> EXERCISE: Retype every line of the data, keeping each word exactly.

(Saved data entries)
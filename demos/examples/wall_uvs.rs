// Copyright 2025 the Understory Authors
// SPDX-License-Identifier: Apache-2.0 OR MIT

//! Wall UVs.
//!
//! Compute seamless and metric texture coordinates for the walls of a room.
//!
//! Run:
//! - `cargo run -p understory_demos --example wall_uvs`

use tracing_subscriber::layer::SubscriberExt;
use tracing_subscriber::util::SubscriberInitExt;
use tracing_subscriber::{EnvFilter, fmt};
use understory_room::{Room, RoomData, TexCoordMode};

const LIVING_ROOM: &str = include_str!("../data/living_room.json");

fn main() {
    tracing_subscriber::registry()
        .with(EnvFilter::try_from_default_env().unwrap_or_else(|_| EnvFilter::new("info")))
        .with(fmt::layer())
        .init();

    let mut room = Room::default();
    room.load_from_data(&RoomData::from_json_str(LIVING_ROOM).expect("bundled room parses"));

    let layouts =
        room.compute_wall_mesh_uv_adjustments(&[TexCoordMode::Seamless, TexCoordMode::Metric]);
    for (layout, link) in layouts.iter().zip(room.wall_links()) {
        let seamless = layout.plane_uvs[0];
        println!(
            "wall {:?} (reversed: {}): U offset {:.3}, U per meter {:.3}",
            layout.anchor, link.reversed, seamless.offset.x, seamless.scale.x
        );
        println!("  seamless outline UVs: {:?}", layout.vertex_uvs[0]);
        println!("  metric outline UVs:   {:?}", layout.vertex_uvs[1]);
    }
}
// Copyright 2025 the Understory Authors
// SPDX-License-Identifier: Apache-2.0 OR MIT

// After you edit the crate's doc comment, run this command, then check README.md for any missing links
// cargo rdme --workspace-project=understory_anchor --heading-base-level=0

//! Understory Anchor: labeled spatial anchors with local geometry queries.
//!
//! An [`Anchor`] is one element of a scanned room: a wall, the floor, a table, the global mesh.
//! It carries a set of [`AnchorLabels`], a world [`Pose`], and exactly one primary
//! [`AnchorGeometry`]:
//!
//! - [`PlaneBoundary`]: a closed polygon in the local XY plane, normal along local +Z.
//! - [`VolumeBounds`]: a local box whose top face sits at `max.z`.
//! - [`TriangleMesh`]: an indexed triangle mesh with optional UVs.
//!
//! Each kind implements [`SurfaceGeometry`], the four local-space primitives rooms are built on:
//! containment, ray intersection, closest point, and closest boundary edge.
//! [`Anchor`] lifts those into world space and knows nothing about its siblings.
//!
//! Worlds are Z-up ([`UP`]). Geometry is `f64` throughout; planar outlines use Kurbo types.
//!
//! ## Example
//!
//! ```rust
//! use glam::DVec3;
//! use kurbo::Rect;
//! use understory_anchor::{Anchor, AnchorLabels, PlaneBoundary, Pose, Ray};
//! use uuid::Uuid;
//!
//! // A 4m x 3m floor at z = 0.
//! let floor = Anchor::new(
//!     Uuid::nil(),
//!     AnchorLabels::FLOOR,
//!     Pose::from_surface_normal(DVec3::ZERO, DVec3::Z),
//!     PlaneBoundary::from_rect(Rect::new(0.0, 0.0, 4.0, 3.0)),
//! );
//!
//! let ray = Ray::new(DVec3::new(1.0, 1.0, 1.5), DVec3::NEG_Z).unwrap();
//! let hit = floor.raycast(&ray, f64::INFINITY).unwrap();
//! assert!((hit.distance - 1.5).abs() < 1e-9);
//! assert!(floor.contains_point(DVec3::new(2.0, 2.0, 0.0), true, 0.0));
//! ```

mod aabb;
mod anchor;
mod error;
mod geometry;
mod labels;
mod mesh;
mod plane;
mod pose;
mod ray;
mod volume;

pub use aabb::Aabb3;
pub use anchor::Anchor;
pub use error::GeometryError;
pub use geometry::{AnchorGeometry, EDGE_EPSILON, GeometryKind, SurfaceGeometry};
pub use labels::{AnchorLabels, LabelFilter};
pub use mesh::TriangleMesh;
pub use plane::PlaneBoundary;
pub use pose::{Pose, UP};
pub use ray::{Hit, Ray, Segment, SurfacePoint};
pub use volume::VolumeBounds;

> EXERCISE OUTPUT:
filename demos/examples/wall_uvs.rs
// Copyright 2025 the Understory Authors
// SPDX-License-Identifier: Apache-2.0 OR MIT

//! Wall UVs.
//!
//! Compute seamless and metric texture coordinates for the walls of a room.
//!
//! Run:
//! - `cargo run -p understory_demos --example wall_uvs`

use tracing_subscriber::layer::SubscriberExt;
use tracing_subscriber::util::SubscriberInitExt;
use tracing_subscriber::{EnvFilter, fmt};
use understory_room::{Room, RoomData, TexCoordMode};

const LIVING_ROOM: &str = include_str!("../data/living_room.json");

fn main() {
    tracing_subscriber::registry()
        .with(EnvFilter::try_from_default_env().unwrap_or_else(|_| EnvFilter::new("info")))
        .with(fmt::layer())
        .init();

    let mut room = Room::default();
    room.load_from_data(&RoomData::from_json_str(LIVING_ROOM).expect("bundled room parses"));

    let layouts =
        room.compute_wall_mesh_uv_adjustments(&[TexCoordMode::Seamless, TexCoordMode::Metric]);
    for (layout, link) in layouts.iter().zip(room.wall_links()) {
        let seamless = layout.plane_uvs[0];
        println!(
            "wall {:?} (reversed: {}): U offset {:.3}, U per meter {:.3}",
            layout.anchor, link.reversed, seamless.offset.x, seamless.scale.x
        );
        println!("  seamless outline UVs: {:?}", layout.vertex_uvs[0]);
        println!("  metric outline UVs:   {:?}", layout.vertex_uvs[1]);
    }
}
// Copyright 2025 the Understory Authors
// SPDX-License-Identifier: Apache-2.0 OR MIT

// After you edit the crate's doc comment, run this command, then check README.md for any missing links
// cargo rdme --workspace-project=understory_anchor --heading-base-level=0

//! Understory Anchor: labeled spatial anchors with local geometry queries.
//!
//! An [`Anchor`] is one element of a scanned room: a wall, the floor, a table, the global mesh.
//! It carries a set of [`AnchorLabels`], a world [`Pose`], and exactly one primary
//! [`AnchorGeometry`]:
//!
//! - [`PlaneBoundary`]: a closed polygon in the local XY plane, normal along local +Z.
//! - [`VolumeBounds`]: a local box whose top face sits at `max.z`.
//! - [`TriangleMesh`]: an indexed triangle mesh with optional UVs.
//!
//! Each kind implements [`SurfaceGeometry`], the four local-space primitives rooms are built on:
//! containment, ray intersection, closest point, and closest boundary edge.
//! [`Anchor`] lifts those into world space and knows nothing about its siblings.
//!
//! Worlds are Z-up ([`UP`]). Geometry is `f64` throughout; planar outlines use Kurbo types.
//!
//! ## Example
//!
//! ```rust
//! use glam::DVec3;
//! use kurbo::Rect;
//! use understory_anchor::{Anchor, AnchorLabels, PlaneBoundary, Pose, Ray};
//! use uuid::Uuid;
//!
//! // A 4m x 3m floor at z = 0.
//! let floor = Anchor::new(
//!     Uuid::nil(),
//!     AnchorLabels::FLOOR,
//!     Pose::from_surface_normal(DVec3::ZERO, DVec3::Z),
//!     PlaneBoundary::from_rect(Rect::new(0.0, 0.0, 4.0, 3.0)),
//! );
//!
//! let ray = Ray::new(DVec3::new(1.0, 1.0, 1.5), DVec3::NEG_Z).unwrap();
//! let hit = floor.raycast(&ray, f64::INFINITY).unwrap();
//! assert!((hit.distance - 1.5).abs() < 1e-9);
//! assert!(floor.contains_point(DVec3::new(2.0, 2.0, 0.0), true, 0.0));
//! ```

mod aabb;
mod anchor;
mod error;
mod geometry;
mod labels;
mod mesh;
mod plane;
mod pose;
mod ray;
mod volume;

pub use aabb::Aabb3;
pub use anchor::Anchor;
pub use error::GeometryError;
pub use geometry::{AnchorGeometry, EDGE_EPSILON, GeometryKind, SurfaceGeometry};
pub use labels::{AnchorLabels, LabelFilter};
pub use mesh::TriangleMesh;
pub use plane::PlaneBoundary;
pub use pose::{Pose, UP};
pub use ray::{Hit, Ray, Segment, SurfacePoint};
pub use volume::VolumeBounds;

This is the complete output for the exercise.